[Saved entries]
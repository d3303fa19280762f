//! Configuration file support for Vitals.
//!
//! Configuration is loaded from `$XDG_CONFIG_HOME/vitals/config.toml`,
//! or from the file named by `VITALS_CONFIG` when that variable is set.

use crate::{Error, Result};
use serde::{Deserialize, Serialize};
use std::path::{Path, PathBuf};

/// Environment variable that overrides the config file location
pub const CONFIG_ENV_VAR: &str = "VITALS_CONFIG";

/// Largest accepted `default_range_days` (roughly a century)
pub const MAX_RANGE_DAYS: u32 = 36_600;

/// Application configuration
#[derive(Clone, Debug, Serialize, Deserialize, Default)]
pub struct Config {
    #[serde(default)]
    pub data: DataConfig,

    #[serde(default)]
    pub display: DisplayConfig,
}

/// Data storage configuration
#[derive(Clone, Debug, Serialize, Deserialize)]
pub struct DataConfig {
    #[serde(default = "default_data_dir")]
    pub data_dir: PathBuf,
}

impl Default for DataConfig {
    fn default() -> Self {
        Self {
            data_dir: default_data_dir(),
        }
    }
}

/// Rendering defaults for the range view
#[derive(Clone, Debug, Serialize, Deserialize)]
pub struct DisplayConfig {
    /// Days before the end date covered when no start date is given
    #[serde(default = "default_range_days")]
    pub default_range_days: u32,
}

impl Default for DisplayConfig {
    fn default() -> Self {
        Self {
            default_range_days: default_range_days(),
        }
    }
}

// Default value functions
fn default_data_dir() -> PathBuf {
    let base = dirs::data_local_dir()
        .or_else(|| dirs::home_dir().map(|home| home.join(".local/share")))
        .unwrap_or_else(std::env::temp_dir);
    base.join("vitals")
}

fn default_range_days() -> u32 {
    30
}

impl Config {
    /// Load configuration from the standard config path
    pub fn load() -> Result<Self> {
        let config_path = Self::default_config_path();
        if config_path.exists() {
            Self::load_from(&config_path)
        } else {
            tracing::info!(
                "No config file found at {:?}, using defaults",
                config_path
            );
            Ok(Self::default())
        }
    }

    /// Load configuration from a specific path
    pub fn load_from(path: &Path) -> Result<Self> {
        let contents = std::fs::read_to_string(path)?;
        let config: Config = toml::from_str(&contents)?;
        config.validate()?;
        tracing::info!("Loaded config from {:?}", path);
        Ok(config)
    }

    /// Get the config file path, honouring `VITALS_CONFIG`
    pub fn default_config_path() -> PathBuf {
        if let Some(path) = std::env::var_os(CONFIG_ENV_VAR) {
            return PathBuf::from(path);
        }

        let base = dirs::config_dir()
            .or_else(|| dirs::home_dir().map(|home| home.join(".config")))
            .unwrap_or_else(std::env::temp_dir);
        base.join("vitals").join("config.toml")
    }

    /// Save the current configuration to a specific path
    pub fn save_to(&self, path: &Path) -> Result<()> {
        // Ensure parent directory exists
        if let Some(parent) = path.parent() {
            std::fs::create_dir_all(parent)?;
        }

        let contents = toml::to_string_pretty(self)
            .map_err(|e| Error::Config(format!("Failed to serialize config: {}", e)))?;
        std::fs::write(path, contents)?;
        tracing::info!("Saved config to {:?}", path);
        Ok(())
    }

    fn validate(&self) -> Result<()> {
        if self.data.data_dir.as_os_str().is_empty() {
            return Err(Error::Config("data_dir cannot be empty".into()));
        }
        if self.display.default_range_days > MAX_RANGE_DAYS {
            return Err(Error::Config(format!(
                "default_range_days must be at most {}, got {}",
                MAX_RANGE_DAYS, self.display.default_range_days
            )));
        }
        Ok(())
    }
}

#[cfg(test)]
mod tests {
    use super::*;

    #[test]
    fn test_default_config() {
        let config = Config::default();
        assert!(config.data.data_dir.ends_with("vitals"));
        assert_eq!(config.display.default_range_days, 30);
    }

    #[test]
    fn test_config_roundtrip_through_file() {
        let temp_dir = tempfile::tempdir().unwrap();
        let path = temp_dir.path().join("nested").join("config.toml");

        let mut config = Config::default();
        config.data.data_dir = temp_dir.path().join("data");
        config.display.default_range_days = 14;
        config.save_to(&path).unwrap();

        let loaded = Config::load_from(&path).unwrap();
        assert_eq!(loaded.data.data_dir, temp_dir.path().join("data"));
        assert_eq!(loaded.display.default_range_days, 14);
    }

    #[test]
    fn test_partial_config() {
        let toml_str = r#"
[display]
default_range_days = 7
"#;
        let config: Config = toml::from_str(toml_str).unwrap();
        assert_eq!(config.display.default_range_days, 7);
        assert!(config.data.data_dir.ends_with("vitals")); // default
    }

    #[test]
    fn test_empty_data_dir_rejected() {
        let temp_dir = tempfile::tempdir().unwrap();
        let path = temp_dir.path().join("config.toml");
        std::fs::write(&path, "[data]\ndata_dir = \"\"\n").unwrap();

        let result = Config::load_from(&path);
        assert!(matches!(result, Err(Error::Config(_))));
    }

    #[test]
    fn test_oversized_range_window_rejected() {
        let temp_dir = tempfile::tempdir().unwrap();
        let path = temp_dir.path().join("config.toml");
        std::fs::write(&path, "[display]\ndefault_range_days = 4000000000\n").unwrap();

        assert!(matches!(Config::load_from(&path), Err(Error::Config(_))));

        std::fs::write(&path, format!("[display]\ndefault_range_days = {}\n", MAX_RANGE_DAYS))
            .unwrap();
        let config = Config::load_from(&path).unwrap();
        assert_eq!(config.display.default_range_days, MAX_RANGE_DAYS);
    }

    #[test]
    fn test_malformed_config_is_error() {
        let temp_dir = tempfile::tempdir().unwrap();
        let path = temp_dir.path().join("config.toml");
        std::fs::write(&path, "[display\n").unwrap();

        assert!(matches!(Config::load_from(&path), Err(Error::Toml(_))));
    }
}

--

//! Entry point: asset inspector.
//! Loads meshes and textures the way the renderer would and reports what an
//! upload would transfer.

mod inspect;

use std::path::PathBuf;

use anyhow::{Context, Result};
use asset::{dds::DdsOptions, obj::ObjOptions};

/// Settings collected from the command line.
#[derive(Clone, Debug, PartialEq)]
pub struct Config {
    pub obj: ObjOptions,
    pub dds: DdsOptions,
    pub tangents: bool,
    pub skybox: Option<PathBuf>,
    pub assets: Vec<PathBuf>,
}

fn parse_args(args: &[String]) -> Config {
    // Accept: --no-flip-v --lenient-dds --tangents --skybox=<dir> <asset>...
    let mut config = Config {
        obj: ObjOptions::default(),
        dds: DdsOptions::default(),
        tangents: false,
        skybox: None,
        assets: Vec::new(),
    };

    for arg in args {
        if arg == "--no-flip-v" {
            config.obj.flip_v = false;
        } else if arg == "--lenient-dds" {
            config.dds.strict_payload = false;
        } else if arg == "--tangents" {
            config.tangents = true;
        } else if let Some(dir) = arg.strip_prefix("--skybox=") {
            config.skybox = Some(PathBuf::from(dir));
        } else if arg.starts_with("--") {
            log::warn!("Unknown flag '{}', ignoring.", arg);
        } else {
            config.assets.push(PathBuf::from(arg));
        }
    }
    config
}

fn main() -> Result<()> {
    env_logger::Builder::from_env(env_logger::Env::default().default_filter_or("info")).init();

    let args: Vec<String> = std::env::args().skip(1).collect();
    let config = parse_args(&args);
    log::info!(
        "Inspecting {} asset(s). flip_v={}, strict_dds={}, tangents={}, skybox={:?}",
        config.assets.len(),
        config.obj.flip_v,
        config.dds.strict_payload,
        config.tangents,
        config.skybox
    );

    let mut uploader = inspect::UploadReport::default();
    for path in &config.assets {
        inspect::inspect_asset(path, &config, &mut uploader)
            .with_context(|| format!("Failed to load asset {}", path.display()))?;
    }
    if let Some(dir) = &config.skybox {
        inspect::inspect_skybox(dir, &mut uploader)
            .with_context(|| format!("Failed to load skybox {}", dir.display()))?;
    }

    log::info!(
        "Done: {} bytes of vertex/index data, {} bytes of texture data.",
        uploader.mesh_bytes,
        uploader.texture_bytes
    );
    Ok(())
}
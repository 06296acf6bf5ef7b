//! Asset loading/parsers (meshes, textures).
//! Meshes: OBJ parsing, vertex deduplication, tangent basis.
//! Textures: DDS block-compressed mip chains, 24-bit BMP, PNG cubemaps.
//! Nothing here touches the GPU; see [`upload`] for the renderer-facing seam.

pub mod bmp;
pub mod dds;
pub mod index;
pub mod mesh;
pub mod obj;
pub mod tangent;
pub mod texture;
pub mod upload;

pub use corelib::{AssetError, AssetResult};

---

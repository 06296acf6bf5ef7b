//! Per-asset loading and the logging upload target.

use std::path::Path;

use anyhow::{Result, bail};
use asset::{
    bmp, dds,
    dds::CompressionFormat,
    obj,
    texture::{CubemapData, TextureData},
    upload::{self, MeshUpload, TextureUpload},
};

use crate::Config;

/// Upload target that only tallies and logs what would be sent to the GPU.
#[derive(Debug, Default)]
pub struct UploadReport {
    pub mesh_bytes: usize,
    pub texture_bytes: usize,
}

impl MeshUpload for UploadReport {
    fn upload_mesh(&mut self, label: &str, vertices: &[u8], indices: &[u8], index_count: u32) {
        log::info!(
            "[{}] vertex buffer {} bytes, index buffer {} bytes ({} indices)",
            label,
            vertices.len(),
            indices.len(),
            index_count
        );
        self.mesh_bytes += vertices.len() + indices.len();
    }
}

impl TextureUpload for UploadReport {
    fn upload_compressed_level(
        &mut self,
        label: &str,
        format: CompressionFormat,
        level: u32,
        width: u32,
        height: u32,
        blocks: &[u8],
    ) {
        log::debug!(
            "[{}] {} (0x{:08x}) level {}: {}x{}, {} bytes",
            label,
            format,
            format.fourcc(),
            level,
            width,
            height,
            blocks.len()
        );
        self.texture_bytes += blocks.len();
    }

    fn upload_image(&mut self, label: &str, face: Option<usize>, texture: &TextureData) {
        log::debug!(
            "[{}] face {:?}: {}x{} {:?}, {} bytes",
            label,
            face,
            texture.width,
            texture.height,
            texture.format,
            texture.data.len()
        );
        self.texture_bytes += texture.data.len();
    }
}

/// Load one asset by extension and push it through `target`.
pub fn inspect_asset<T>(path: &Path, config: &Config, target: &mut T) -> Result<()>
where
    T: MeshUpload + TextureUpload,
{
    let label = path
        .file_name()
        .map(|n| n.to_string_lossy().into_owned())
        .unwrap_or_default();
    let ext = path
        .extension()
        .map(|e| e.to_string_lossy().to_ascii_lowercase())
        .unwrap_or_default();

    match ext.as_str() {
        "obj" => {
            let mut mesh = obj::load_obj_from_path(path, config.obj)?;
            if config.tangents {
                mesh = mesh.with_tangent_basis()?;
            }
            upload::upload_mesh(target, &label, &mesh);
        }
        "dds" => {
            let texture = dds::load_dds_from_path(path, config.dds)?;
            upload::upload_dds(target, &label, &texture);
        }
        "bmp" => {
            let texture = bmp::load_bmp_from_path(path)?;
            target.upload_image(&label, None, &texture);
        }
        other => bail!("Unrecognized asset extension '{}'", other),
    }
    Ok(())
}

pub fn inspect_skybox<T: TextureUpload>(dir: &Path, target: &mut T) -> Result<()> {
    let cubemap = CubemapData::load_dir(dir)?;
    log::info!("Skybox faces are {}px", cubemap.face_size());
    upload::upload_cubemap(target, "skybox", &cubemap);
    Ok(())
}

__Task instructions__: Please copy the lines above from the line with "repository d3303fa19280762f" up to and including the line with "pub struct DisplayConfig", exactly as written and with nothing else.

__Response box__:
repository d3303fa19280762f
//! Configuration file support for Vitals.
//!
//! Configuration is loaded from `$XDG_CONFIG_HOME/vitals/config.toml`,
//! or from the file named by `VITALS_CONFIG` when that variable is set.

use crate::{Error, Result};
use serde::{Deserialize, Serialize};
use std::path::{Path, PathBuf};

/// Environment variable that overrides the config file location
pub const CONFIG_ENV_VAR: &str = "VITALS_CONFIG";

/// Largest accepted `default_range_days` (roughly a century)
pub const MAX_RANGE_DAYS: u32 = 36_600;

/// Application configuration
#[derive(Clone, Debug, Serialize, Deserialize, Default)]
pub struct Config {
    #[serde(default)]
    pub data: DataConfig,

    #[serde(default)]
    pub display: DisplayConfig,
}

/// Data storage configuration
#[derive(Clone, Debug, Serialize, Deserialize)]
pub struct DataConfig {
    #[serde(default = "default_data_dir")]
    pub data_dir: PathBuf,
}

impl Default for DataConfig {
    fn default() -> Self {
        Self {
            data_dir: default_data_dir(),
        }
    }
}

/// Rendering defaults for the range view
#[derive(Clone, Debug, Serialize, Deserialize)]
pub struct DisplayConfig {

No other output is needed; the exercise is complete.